Andrew Chin 1
University of North Carolina School of Law

Pillar 1, Proposal 2 relates to the U.S. Patent and Trademark Office’s development of automated search tools for identifying potentially relevant prior art. 2 The USPTO’s Scientific and Technical Information Center (STIC) currently uses a search tool called the Patent Linguistic Utility Service (PLUS) to provide automated pre-examination searches to examiners upon request. 3 This search consists of two steps: (1) PLUS runs “an algorithm to analyze an application for the presence of frequently-used terms”; and (2) STIC locates and highlights those terms in a database of prior art U.S. patents and U.S. patent application publications. 4

The USPTO is requesting comments regarding three possible extensions to its automated search practices. First, the office is considering performing an automated pre-examination search in all applications, not just when requested by the examiner. 5 Second, the results of this search may be provided to the applicant and thereby become part of the prosecution history. 6 Finally, the office is evaluating advanced technologies to support a new “custom extraction routine that enables keyword, stemming, concept-semantic, and relational word searching capabilities” and “more modern natural language search queries.” 7All three of these changes should be encouraged. Examiners have already been heavily relying on keyword searches of the USPTO’s full-text patent and patent application databases. 8 To the extent that general strategies for formulating an initial keyword search are amenable to algorithmic implementation or machine learning, automation may be expected to save time and reduce error in examiners’ prior art searches.

Institutionalizing an automated pre-examination search may also promote the responsiveness of the USPTO in prosecution. The results of the search could be delivered to the applicant electronically, thereby providing nearly immediate notice of at least some of the references that the examiner will consider.
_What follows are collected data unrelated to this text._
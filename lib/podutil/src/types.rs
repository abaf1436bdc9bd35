/*
Copyright 2024 The Kubernetes Authors.

Licensed under the Apache License, Version 2.0 (the "License");
you may not use this file except in compliance with the License.
You may obtain a copy of the License at

    http://www.apache.org/licenses/LICENSE-2.0

Unless required by applicable law or agreed to in writing, software
distributed under the License is distributed on an "AS IS" BASIS,
WITHOUT WARRANTIES OR CONDITIONS OF ANY KIND, either express or implied.
See the License for the specific language governing permissions and
limitations under the License.
*/

use std::{fmt, str::FromStr};

use crate::{consts::*, Error};

/// Typed view of `PodStatus.phase`.
#[derive(Clone, Copy, Debug, PartialEq, Eq, Hash)]
pub enum PodPhase {
    Pending,
    Running,
    Succeeded,
    Failed,
    Unknown,
}

impl PodPhase {
    pub fn as_str(&self) -> &'static str {
        match self {
            PodPhase::Pending => POD_PENDING,
            PodPhase::Running => POD_RUNNING,
            PodPhase::Succeeded => POD_SUCCEEDED,
            PodPhase::Failed => POD_FAILED,
            PodPhase::Unknown => POD_UNKNOWN,
        }
    }

    /// A terminal pod has stopped all of its containers and will not be restarted.
    pub fn is_terminal(&self) -> bool {
        matches!(self, PodPhase::Succeeded | PodPhase::Failed)
    }
}

impl fmt::Display for PodPhase {
    fn fmt(&self, f: &mut fmt::Formatter<'_>) -> fmt::Result {
        f.write_str(self.as_str())
    }
}

impl FromStr for PodPhase {
    type Err = Error;

    fn from_str(s: &str) -> Result<Self, Self::Err> {
        match s {
            POD_PENDING => Ok(PodPhase::Pending),
            POD_RUNNING => Ok(PodPhase::Running),
            POD_SUCCEEDED => Ok(PodPhase::Succeeded),
            POD_FAILED => Ok(PodPhase::Failed),
            POD_UNKNOWN => Ok(PodPhase::Unknown),
            other => Err(Error::UnknownPodPhase(other.to_string())),
        }
    }
}

/// Typed view of `PodCondition.status`.
#[derive(Clone, Copy, Debug, PartialEq, Eq, Hash)]
pub enum ConditionStatus {
    True,
    False,
    Unknown,
}

impl ConditionStatus {
    pub fn as_str(&self) -> &'static str {
        match self {
            ConditionStatus::True => CONDITION_TRUE,
            ConditionStatus::False => CONDITION_FALSE,
            ConditionStatus::Unknown => CONDITION_UNKNOWN,
        }
    }
}

impl From<bool> for ConditionStatus {
    fn from(value: bool) -> Self {
        if value {
            ConditionStatus::True
        } else {
            ConditionStatus::False
        }
    }
}

impl fmt::Display for ConditionStatus {
    fn fmt(&self, f: &mut fmt::Formatter<'_>) -> fmt::Result {
        f.write_str(self.as_str())
    }
}

impl FromStr for ConditionStatus {
    type Err = Error;

    fn from_str(s: &str) -> Result<Self, Self::Err> {
        match s {
            CONDITION_TRUE => Ok(ConditionStatus::True),
            CONDITION_FALSE => Ok(ConditionStatus::False),
            CONDITION_UNKNOWN => Ok(ConditionStatus::Unknown),
            other => Err(Error::InvalidConditionStatus(other.to_string())),
        }
    }
}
This information, while not comprehensive, may give the applicant early notice of a need to clarify and amend the application—and the flexibility to begin such work before the first office action starts the clock. 9Automated search results may also challenge the applicant’s perspective regarding the scope of analogous prior art, impelling more and earlier information disclosures. 10The benefits of automated search can thereby cascade throughout the prosecution process, promoting and expediting the generation of information material to patentability and improving the quality of the issued patent.

An automated search technology will be able to deliver the above benefits to examiners and applicants only to the extent that it can generate a set of references resembling those actually found and considered by an examiner. The results of this author’s study of USPTO automation, based on all 3,266,297 patents in the USPTO’s PatFT database as of May 1, 2007, 11 provide strong empirical support for the following technological evaluations and recommendations.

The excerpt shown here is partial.